Monday, September 12, 2011

How My Mom Told Me Where Babies Come From

                When I was seven years old and in the first grade, my mother gave birth to my little sister.  Here’s my problem with that:  I do not remember my mother being pregnant.  There was never the sit down where she said, “You might have a little brother or sister!”  I also had no knowledge of reproduction.  I never had that defining moment in childhood where I asked my parents: “Where do babies come from?” My mom never had to tell the stork story.  Or the cabbage patch lie.  Or stammer through a half assed truth about marital relations (When a mommy and a daddy love each other…).  I feel like she missed out on a defining moment of parenting.  But she totally made up for it at the hospital. I thought I had an Ivy League degree in reproduction at 7 years old!  Let me start at the beginning:
                As I stated before, I had no idea my mom was pregnant.  I don’t remember my mom looking any different from the way she does today.  I remember that my paternal grandmother (Grandma) woke me up for school one morning.  When I asked where my mom was, Grandma replied that she had to go to the hospital the night before.  I was confused, but not worried; mostly because my mom is a trooper.  Thanks mom, great way to leave your 7 year old sleeping at home alone.  Though, in her defense, they probably woke me up and I had no idea.  I sleep like a motherfucking brick.  I went to school as usual, experienced an almost regular school day and Grandma picked me up afterwards.  Now I went to a private Catholic school.  Not to be content with having me tortured by nuns, my mother was also the school’s secretary.  So I had to have A LOT of “act right” in me.  All of the teachers kept asking me if I was excited to have a little brother or sister.  I looked at them like they had just grown a horn and fucking extra eye.  In fact, they could have been speaking backwards Japanese pig Latin with a stutter.  That’s how much I understood what the hell was going on.  Hence, it was an *almost* regular school day.
                Cut to the hospital.  I go in and my mom is laid up in the hospital bed.  And there is a baby in one of those weird plastic baby holder carts. 

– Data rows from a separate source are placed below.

//! Live Channel
//!
//! Persistent WebSocket connection carrying [`ClientEvent`]s out and
//! [`ServerEvent`]s in. One writer task drains an outbound queue; one reader
//! task fans inbound events out to every room [`Subscription`].

use futures_util::{SinkExt, StreamExt};
use tokio::sync::{broadcast, mpsc};
use tokio::task::JoinHandle;
use tokio_tungstenite::tungstenite::Message as WsMessage;

use super::error::{ChatError, ChatResult};
use super::events::{ClientEvent, ServerEvent};
use crate::models::Message;

const INBOUND_CAPACITY: usize = 256;

pub struct LiveChannel {
    outbound: mpsc::UnboundedSender<ClientEvent>,
    inbound: broadcast::Sender<ServerEvent>,
    tasks: Vec<JoinHandle<()>>,
}

impl LiveChannel {
    /// Connect to the chat socket at `url` (`ws://` or `wss://`)
    pub async fn connect(url: &str) -> ChatResult<Self> {
        let (stream, _) = tokio_tungstenite::connect_async(url)
            .await
            .map_err(|e| ChatError::Transport(e.to_string()))?;
        let (mut sink, mut source) = stream.split();

        let (outbound, mut outbound_rx) = mpsc::unbounded_channel::<ClientEvent>();
        let (inbound, _) = broadcast::channel(INBOUND_CAPACITY);

        let writer = tokio::spawn(async move {
            while let Some(event) = outbound_rx.recv().await {
                let text = match serde_json::to_string(&event) {
                    Ok(text) => text,
                    Err(e) => {
                        tracing::error!(error = %e, "Failed to serialize live event");
                        continue;
                    }
                };
                if sink.send(WsMessage::Text(text)).await.is_err() {
                    tracing::debug!("Live channel send failed, closing writer");
                    break;
                }
            }
            let _ = sink.close().await;
        });

        let inbound_tx = inbound.clone();
        let reader = tokio::spawn(async move {
            while let Some(frame) = source.next().await {
                match frame {
                    Ok(WsMessage::Text(text)) => match serde_json::from_str::<ServerEvent>(&text) {
                        Ok(event) => {
                            // No subscribers is fine; the event is dropped
                            let _ = inbound_tx.send(event);
                        }
                        Err(e) => {
                            tracing::debug!(error = %e, text = %text, "Unrecognized live event");
                        }
                    },
                    Ok(WsMessage::Close(_)) => {
                        tracing::debug!("Live channel closed by server");
                        break;
                    }
                    Ok(_) => {}
                    Err(e) => {
                        tracing::warn!(error = %e, "Live channel receive error");
                        break;
                    }
                }
            }
        });

        tracing::info!(url = %url, "Live channel connected");

        Ok(Self {
            outbound,
            inbound,
            tasks: vec![writer, reader],
        })
    }

    /// Queue an event for sending
    pub fn emit(&self, event: ClientEvent) -> ChatResult<()> {
        self.outbound.send(event).map_err(|_| ChatError::Closed)
    }

    /// Join a room and listen for its messages
    ///
    /// The listener is attached before the join is sent, so nothing posted
    /// after the join is missed.
    pub fn join(&self, room: &str) -> ChatResult<Subscription> {
        let receiver = self.inbound.subscribe();
        self.emit(ClientEvent::JoinRoom {
            room: room.to_string(),
        })?;
        tracing::debug!(room = %room, "Joined room");

        Ok(Subscription {
            room: room.to_string(),
            receiver,
            outbound: self.outbound.clone(),
        })
    }

    pub fn ping(&self) -> ChatResult<()> {
        self.emit(ClientEvent::Ping)
    }

    /// Channel wired to in-process queues instead of a socket
    #[cfg(test)]
    pub(crate) fn loopback() -> (
        Self,
        mpsc::UnboundedReceiver<ClientEvent>,
        broadcast::Sender<ServerEvent>,
    ) {
        let (outbound, outbound_rx) = mpsc::unbounded_channel();
        let (inbound, _) = broadcast::channel(INBOUND_CAPACITY);
        let channel = Self {
            outbound,
            inbound: inbound.clone(),
            tasks: Vec::new(),
        };
        (channel, outbound_rx, inbound)
    }
}

impl Drop for LiveChannel {
    fn drop(&mut self) {
        for task in &self.tasks {
            task.abort();
        }
    }
}

/// Membership of one room; leaves the room when dropped
pub struct Subscription {
    room: String,
    receiver: broadcast::Receiver<ServerEvent>,
    outbound: mpsc::UnboundedSender<ClientEvent>,
}

impl Subscription {
    pub fn room(&self) -> &str {
        &self.room
    }

    /// Next message posted to this room; `None` once the channel is gone
    pub async fn next_message(&mut self) -> Option<Message> {
        loop {
            match self.receiver.recv().await {
                Ok(ServerEvent::Error { message }) => {
                    tracing::warn!(room = %self.room, error = %message, "Live channel reported an error");
                }
                Ok(event) if event.room() == Some(self.room.as_str()) => {
                    if let ServerEvent::ReceiveMessage { message } = event {
                        return Some(message);
                    }
                }
                Ok(_) => {}
                Err(broadcast::error::RecvError::Lagged(skipped)) => {
                    tracing::warn!(room = %self.room, skipped, "Live subscriber fell behind");
                }
                Err(broadcast::error::RecvError::Closed) => return None,
            }
        }
    }
}

impl Drop for Subscription {
    fn drop(&mut self) {
        let _ = self.outbound.send(ClientEvent::LeaveRoom {
            room: self.room.clone(),
        });
        tracing::debug!(room = %self.room, "Left room");
    }
}

#[cfg(test)]
mod tests {
    use super::*;
    use crate::chat::panel::message;
    use axum::extract::ws::{Message as AxumMessage, WebSocket, WebSocketUpgrade};
    use axum::{routing::get, Router};
    use std::time::Duration;

    /// Minimal chat relay: answers joins and echoes sends, preceded by a
    /// message for an unrelated room
    async fn relay(mut socket: WebSocket, seen: mpsc::UnboundedSender<ClientEvent>) {
        while let Some(Ok(frame)) = socket.recv().await {
            let AxumMessage::Text(text) = frame else {
                continue;
            };
            let event: ClientEvent = serde_json::from_str(&text).unwrap();
            let _ = seen.send(event.clone());

            let replies = match event {
                ClientEvent::JoinRoom { room } => vec![ServerEvent::Joined { room }],
                ClientEvent::LeaveRoom { room } => vec![ServerEvent::Left { room }],
                ClientEvent::SendMessage { message: msg } => vec![
                    ServerEvent::ReceiveMessage {
                        message: message(Some("x1"), "other-room", "v9", "not yours", None),
                    },
                    ServerEvent::ReceiveMessage { message: msg },
                ],
                ClientEvent::Ping => vec![ServerEvent::Pong],
            };
            for reply in replies {
                let text = serde_json::to_string(&reply).unwrap();
                if socket.send(AxumMessage::Text(text)).await.is_err() {
                    return;
                }
            }
        }
    }

    async fn spawn_relay() -> (String, mpsc::UnboundedReceiver<ClientEvent>) {
        let (seen_tx, seen_rx) = mpsc::unbounded_channel();
        let router = Router::new().route(
            "/ws",
            get(move |ws: WebSocketUpgrade| {
                let seen = seen_tx.clone();
                async move { ws.on_upgrade(move |socket| relay(socket, seen)) }
            }),
        );
        let listener = tokio::net::TcpListener::bind("127.0.0.1:0").await.unwrap();
        let addr = listener.local_addr().unwrap();
        tokio::spawn(async move {
            axum::serve(listener, router).await.unwrap();
        });
        (format!("ws://{}/ws", addr), seen_rx)
    }

    async fn next_seen(seen: &mut mpsc::UnboundedReceiver<ClientEvent>) -> ClientEvent {
        tokio::time::timeout(Duration::from_secs(2), seen.recv())
            .await
            .expect("relay saw nothing")
            .expect("relay channel closed")
    }

    #[tokio::test]
    async fn test_subscription_receives_only_its_room() {
        let (url, mut seen) = spawn_relay().await;
        let channel = LiveChannel::connect(&url).await.unwrap();

        let mut sub = channel.join("c1").unwrap();
        assert_eq!(
            next_seen(&mut seen).await,
            ClientEvent::JoinRoom {
                room: "c1".to_string()
            }
        );

        let outgoing = message(None, "c1", "u1", "hello", Some("k1"));
        channel
            .emit(ClientEvent::SendMessage {
                message: outgoing.clone(),
            })
            .unwrap();

        let received = tokio::time::timeout(Duration::from_secs(2), sub.next_message())
            .await
            .unwrap()
            .unwrap();
        assert_eq!(received.client_key.as_deref(), Some("k1"));
        assert_eq!(received.conversation_id, "c1");
    }

    #[tokio::test]
    async fn test_dropping_subscription_leaves_room() {
        let (url, mut seen) = spawn_relay().await;
        let channel = LiveChannel::connect(&url).await.unwrap();

        let sub = channel.join("c7").unwrap();
        next_seen(&mut seen).await;
        drop(sub);

        assert_eq!(
            next_seen(&mut seen).await,
            ClientEvent::LeaveRoom {
                room: "c7".to_string()
            }
        );

        channel.ping().unwrap();
        assert_eq!(next_seen(&mut seen).await, ClientEvent::Ping);
    }

    #[tokio::test]
    async fn test_connect_refused() {
        let result = LiveChannel::connect("ws://127.0.0.1:1/ws").await;
        assert!(matches!(result, Err(ChatError::Transport(_))));
    }
}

The conversation went down like this:
Me:  “Mom, where did she come from?”
Mom:  “Uh.  Well, they brought them in here one by one and I picked the quietest one.  All the rest were screaming and crying.”


Me:  “But…I wanted a brother!”
Mom:  “Well, they only had one boy.  And a nice black couple down the hall had already picked him.”
Me:  “This one is all wrinkly and red.  I don’t want a red sister!”
Mom:  “That will go away.”
Me:  “OH MY GOD! She has a black crusty belly button!”
Mom:  “It will fall off!”
Me:  “What?!?!”
Mom:  “That’s how you tell that they’re new…and uh, fresh…”
Me:  “Get an older one!”
Mom:  “We can’t!  Your dad already paid for that one!”

Me:  “Keep the receipt.  This one might be broken.  We might have to return it.”
                I think my dad and my Grandma almost pissed themselves at the explanation my mother gave me.  But it worked.  Like most of the parental explanations I received during my formative years, I never questioned it.  My parents wouldn’t lie to me!  (We have yet to speak about why Santa Claus has not paid me a visit in the last 13 years…jolly fat bastard owes me some damn presents!)
My mom had me convinced until I was 10 years old that you bought babies at the hospital.  No wonder my teachers thought I was retarded.  I’m 27 years old now.  My sister is 20.  I still want my parents to get a refund.